Not Without Hope is a 2010 non-fiction book by Nick Schuyler and Jeré Longman. The book describes a 2009 boating accident in which Schuyler was the sole survivor; his three friends, including NFL players Marquis Cooper and Corey Smith, died in the accident. Not Without Hope was a New York Times best-seller.

Description 
Not Without Hope describes a 2009 boating accident that took the lives of NFL players Marquis Cooper and Corey Smith and Schuyler's best friend Will Bleakley. Co-author Schuyler survived the incident.

On Saturday, February 28, 2009, at about 6:30 AM, the four men embarked in a 21-foot single-engine boat owned by Cooper from the Seminole Boat Ramp near Clearwater Pass. They had gone fishing in the Gulf of Mexico about  off of Clearwater, Florida. At around 5:30 PM, they went to pull up the anchor and head back to port, but the anchor was stuck. When Cooper tried to thrust the boat forward in an attempt to dislodge the anchor, the vessel became submerged and capsized, tossing the men overboard. According to Schuyler, over the next several hours, his three companions each eventually succumbed to hypothermia. Schuyler was the sole survivor. On March 2, 2009, he was found by the United States Coast Guard. Schuyler was near death, clinging to the engine mount of the capsized vessel.

Accident victims 
 William Ward Bleakley (born November 20, 1983, in Crystal River, Florida) was 25 years old at the time of the incident. He graduated from Crystal River High School with honors, where he played varsity football, baseball, and soccer. Bleakley earned a bachelor's degree from the University of South Florida (USF) in finance and accounting. At the beginning of his college career, he was invited to walk-on to the USF Bulls football team. He played in USF's first two bowl games, including its first bowl victory. Bleakley and Schuyler met in the sixth grade, played football together at USF, and became best friends. In the early morning of March 2, 2009, according to Schuyler, Bleakley became non-responsive, exhibited signs of hypothermia, and separated from the fishing boat.  This was less than six hours before Schuyler himself was rescued by the United States Coast Guard. Bleakley's body was lost at sea; he is missing and presumed dead.
 Marquis Victor Cooper (born March 11, 1982, in Mesa, Arizona) was age 26 when the boating accident occurred.  He was a linebacker in the National Football League.

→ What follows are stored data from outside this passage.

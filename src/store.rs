//! Process-wide chunk store
//!
//! Maps a source key (`"{dataset}_{run_id}"`) to the ordered sequence of
//! record batches loaded for it. Entries are append-only while a load is
//! running and read-many afterwards. All mutation is funneled through the
//! event loop task queue; readers take cheap snapshots and are never blocked
//! by a concurrent append.

use std::collections::HashMap;
use std::sync::{Arc, RwLock};

use crate::batch::RecordBatch;

/// Key under which the synthetic fallback batch is stored at startup
pub const RANDOM_KEY: &str = "__random__";

/// Build the store key for a dataset of a run
pub fn source_key(dataset: &str, run_id: &str) -> String {
    format!("{}_{}", dataset, run_id)
}

/// Shared mapping from source key to loaded batches
///
/// Clones share the same underlying map. A `get` returns the snapshot of
/// batches present at the moment of the call; the length may grow between
/// two calls but a held snapshot never changes.
#[derive(Clone, Default)]
pub struct ChunkStore {
    inner: Arc<RwLock<HashMap<String, Vec<Arc<RecordBatch>>>>>,
}

impl ChunkStore {
    pub fn new() -> Self {
        Self::default()
    }

    /// Create an empty entry for a key if absent (idempotent)
    pub fn ensure(&self, key: &str) {
        if let Ok(mut map) = self.inner.write() {
            map.entry(key.to_string()).or_default();
        }
    }

    /// Append a batch to the tail of a key's sequence
    pub fn append(&self, key: &str, batch: RecordBatch) {
        if let Ok(mut map) = self.inner.write() {
            map.entry(key.to_string())
                .or_default()
                .push(Arc::new(batch));
        }
    }

    /// Snapshot of the batches for a key; empty for unknown keys
    pub fn get(&self, key: &str) -> Vec<Arc<RecordBatch>> {
        self.inner
            .read()
            .ok()
            .and_then(|map| map.get(key).cloned())
            .unwrap_or_default()
    }

    /// Number of batches currently loaded for a key
    pub fn len(&self, key: &str) -> usize {
        self.inner
            .read()
            .ok()
            .and_then(|map| map.get(key).map(|chunks| chunks.len()))
            .unwrap_or(0)
    }

    pub fn is_empty(&self, key: &str) -> bool {
        self.len(key) == 0
    }

    /// All known keys, sorted for stable selector option lists
    pub fn keys(&self) -> Vec<String> {
        let mut keys: Vec<String> = self
            .inner
            .read()
            .map(|map| map.keys().cloned().collect())
            .unwrap_or_default();
        keys.sort();
        keys
    }
}

#[cfg(test)]
mod tests {
    use super::*;
    use crate::batch::Column;

    fn batch(value: f64) -> RecordBatch {
        RecordBatch::from_columns(vec![("x".to_string(), Column::Scalar(vec![value]))]).unwrap()
    }

    #[test]
    fn test_append_preserves_order() {
        let store = ChunkStore::new();
        for i in 0..5 {
            store.append("peaks_r0", batch(i as f64));
        }
        let chunks = store.get("peaks_r0");
        assert_eq!(chunks.len(), 5);
        for (i, chunk) in chunks.iter().enumerate() {
            assert_eq!(chunk.column("x"), Some(&Column::Scalar(vec![i as f64])));
        }
    }

    #[test]
    fn test_get_unknown_key_is_empty() {
        let store = ChunkStore::new();
        assert!(store.get("nothing_here").is_empty());
        assert_eq!(store.len("nothing_here"), 0);
    }

    #[test]
    fn test_ensure_is_idempotent() {
        let store = ChunkStore::new();
        store.ensure("a");
        store.append("a", batch(1.0));
        store.ensure("a");
        assert_eq!(store.len("a"), 1);
        assert_eq!(store.keys(), vec!["a".to_string()]);
    }

    #[test]
    fn test_snapshot_is_stable_across_appends() {
        let store = ChunkStore::new();
        store.append("a", batch(1.0));
        let snapshot = store.get("a");
        store.append("a", batch(2.0));
        assert_eq!(snapshot.len(), 1);
        assert_eq!(store.len("a"), 2);
    }

    #[test]
    fn test_keys_sorted() {
        let store = ChunkStore::new();
        store.ensure("b");
        store.ensure("a");
        store.ensure(RANDOM_KEY);
        assert_eq!(
            store.keys(),
            vec!["__random__".to_string(), "a".to_string(), "b".to_string()]
        );
    }
}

He was drafted by the Tampa Bay Buccaneers in the third round of the 2004 NFL Draft. Cooper had also played for the Minnesota Vikings, Pittsburgh Steelers, Seattle Seahawks, Jacksonville Jaguars, and Oakland Raiders. He played college football at the University of Washington.  Cooper was the owner of the 21-foot single-engine boat on which the four men had gone fishing and which eventually capsized.  In the early morning of March 1, 2009, according to Schuyler, Cooper became non-responsive, exhibited signs of hypothermia, and separated from the fishing boat. According to Schuyler, this occurred approximately one hour before Smith had done the same, and approximately a full day before Bleakley did likewise. Cooper's body was lost at sea; he is missing and presumed dead.
 Nicholas L. ("Nick") Schuyler (born January 18, 1985, in Chardon, Ohio) was 24 years old at the time of the incident. In 2003, he graduated from Chardon High School, where he played on the school's basketball and football teams. He then graduated from the University of South Florida (USF) in 2008 with a degree in communications. At USF, he played on the football team as a walk-on, along with his best friend Bleakley, whom he had known since sixth grade. Schuyler worked as a personal trainer and, in 2014, opened up his own gym in Lutz, Florida. On November 14, 2015, Schuyler married Paula Oliveira. Their son was born in 2017. The sole survivor among the four men, Schuyler was stranded for 46 hours in the 60-degree waters. When rescued by the United States Coast Guard, he was within five to ten hours of death. He was nearly dead from exposure; at the time of his rescue, his body temperature had dropped to 88.8 degrees.
 Corey Dominique Smith (born October 2, 1979, in Richmond, Virginia) was age 29 when he was lost at sea. Smith was an American football defensive end in the National Football League (NFL). He was originally signed by the Tampa Bay Buccaneers as an undrafted free agent in 2002. He had also played for the San Francisco 49ers and the Detroit Lions. Smith played college football at North Carolina State. According to Schuyler, after the boat capsized, Smith began to experience symptoms of hypothermia; he also became increasingly combative. Smith was the first of the men to become separated from the fishing boat. His body was lost at sea; he is missing and presumed dead. Smith's family has established the Corey D. Smith Memorial Scholarship Fund in his honor. The Detroit Lions held a memorial service for him on March 21, 2009. The Detroit Lions announced that they would retire Smith's jersey number (#93) during the 2009 season in honor of him. Smith was (posthumously) named the 2009 recipient of the Detroit Lions/Detroit Sports Broadcasters Association/Pro Football Writers Association's Media-Friendly "Good Guy" Award. The award is given yearly to the Detroit Lions player who shows consideration to, and cooperation with, the media at all times during the course of the season. Smith's family accepted the award on his behalf.

Co-author Jeré Longman 
Having had no experience as an author, Schuyler asked Jeré Longman to co-author Not Without Hope with him.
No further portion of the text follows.